On the other hand, the analysis revealed the limitations of molecular modeling and the limits of our current understanding of LRR structures. Building a model of an LRR protein, one should be aware that the correct side-chain rotamers may be difficult to predict, that it is difficult to discriminate when the conserved polar side chains are exposed to the solvent rather than involved in hydrogen bonding of the adjacent LRRs, and that the overall superhelical structure may in some instances have a right-handed twist.

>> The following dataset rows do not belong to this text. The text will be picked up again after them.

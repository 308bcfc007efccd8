//! Configuration for the dashboard tick

use std::time::Duration;

#[derive(Debug, Clone)]
pub struct MonitorConfig {
    /// Time between ticks
    pub tick_interval: Duration,

    /// An alert fires when a draw in [0, 1) exceeds this
    pub alert_threshold: f64,

    /// Max alerts kept, newest first
    pub alert_capacity: usize,
}

impl MonitorConfig {
    pub fn new() -> Self {
        Self {
            tick_interval: Duration::from_millis(5000),
            alert_threshold: 0.7,
            alert_capacity: 5,
        }
    }
}

impl Default for MonitorConfig {
    fn default() -> Self {
        Self::new()
    }
}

Similar limitations exist for modeling of proteins in general. However, modeling of solenoid structures is both simpler and can be applied to proteins with more limited overall sequence similarity. The genome sequencing projects are revealing a considerable number of protein sequences with tandem repeats (Marcotte et al. 1999) and deciphering the sequence–structure–function relationship of such proteins promises to be a special subject of structural bioinformatics (Kajava 2001). We believe that it would be very informative to apply similar modeling approaches and analyses to other classes of solenoid proteins (Kobe and Kajava 2000).

Materials and methods

Sequence profile search

To identify additional LRR proteins we modified previously generated LRR sequence profiles (Kajava 1998), increasing the weight of the LxxLxL pattern and applied the sequence profile search (Bucher et al. 1996) against a recent release of the GENPEPT database (Benton 1990). In addition to the members of the already described families, we extracted a number of LRR proteins, which cannot be assigned to any known LRR families. These TpLRRs were aligned, a new profile was constructed, and the profile search was reapplied to enlarge collections of LRRs corresponding to this family. The profile contained more than two repeats being flanked by LxxLxL sequences of the β-regions. Construction of LRR profiles, spanning more than one repeat, increased the selectivity of the database search. The probability of error was P < 0.001, and was calculated by analyzing the score distribution obtained from a profile search against a regionally randomized version of the protein database, assuming an extreme value distribution (Hofmann and Bucher 1995).

Molecular modeling

The sequence analysis shows that the best template for constructing the TpLRR is a hybrid structure containing the α-helix–loop-β-strand region (positions 1–6 and 17–23 of the consensus sequence; Fig. 5) taken from the crystal structure of skp2 (Schulman et al. 2000), merged with a fragment from the typical LRR consisting of the loop region located before the α-helix (positions 10–16 of TpLRR). The modeling task was then limited to the construction of the three-residue connection between residues 6 and 10. The conformations of the analyzed connections were manually adjusted, by varying backbone torsion angles. The generated conformations were analyzed taking into account the requirements for side-chain orientations, sterical tension, and hydrogen bonding determined on the basis of the considerations described earlier (Kajava et al. 1995). The initial structure was constructed using the BIOPOLYMER and HOMOLOGY modules of Insight II program (Dayring et al. 1986). The resulting structure was subjected to the 300 steps of minimization based on the steepest descent algorithm with the backbone atoms of α-helical segments restrained to their starting positions with force constant K = 100. The next 500 steps of the refinement were performed without any restraints, using conjugate gradients algorithm. The CHARMM force field (Brooks et al. 1983) and the distance-dependent dielectric constant were used for the energy calculations. The program PROCHECK (Laskowski et al. 1993) was used to check the quality of the modeled structure. Figures 1 and 3 were generated by Molscript program (Kraulis 1991). The atomic coordinates of the modeled LRR structures are available over World Wide Web http://cmm.info.nih.gov/kajava.

Acknowledgments

We thank D.S. Waugh and A.G. Evdokimov for providing us with the coordinates of the crystal structure of YopM protein before the publication of this structure. B.K. is a Wellcome Senior Research Fellow in Medical Science in Australia.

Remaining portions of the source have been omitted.